** What is needed **
Every line holding "errors" should be copied from the records below.

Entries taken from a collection
|---|
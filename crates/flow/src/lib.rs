//! Flow graphs and their step-at-a-time interpreter
//!
//! A flow is a directed graph of typed nodes with explicit success and error
//! edges. Loops are driven by an explicit loop-control stack carried in the
//! execution state instead of recursion, so a running execution can be paused,
//! serialised and resumed at any node boundary.

pub mod catalog;
pub mod condition;
pub mod errors;
pub mod executor;
pub mod interpreter;
pub mod types;
pub mod validate;
pub mod vars;

pub use catalog::{FlowCatalog, FlowStats};
pub use condition::{CompareOp, Condition, Operand};
pub use errors::FlowError;
pub use executor::{ActionContext, ActionExecutor, ActionFailure, ActionReport};
pub use interpreter::{
    wait_duration, Edge, ExecutionState, FlowInterpreter, LogLevel, LoopFrame, Step, StepEnv, StepLog,
    LAST_ERROR_VAR,
};
pub use types::{ActionSpec, ExtractSource, Flow, FlowSettings, LoopMode, Node, NodeKind, VariableOp};
pub use validate::{validate, ValidatedFlow};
|---|
** Response to this task **
pub mod errors;
pub use errors::FlowError;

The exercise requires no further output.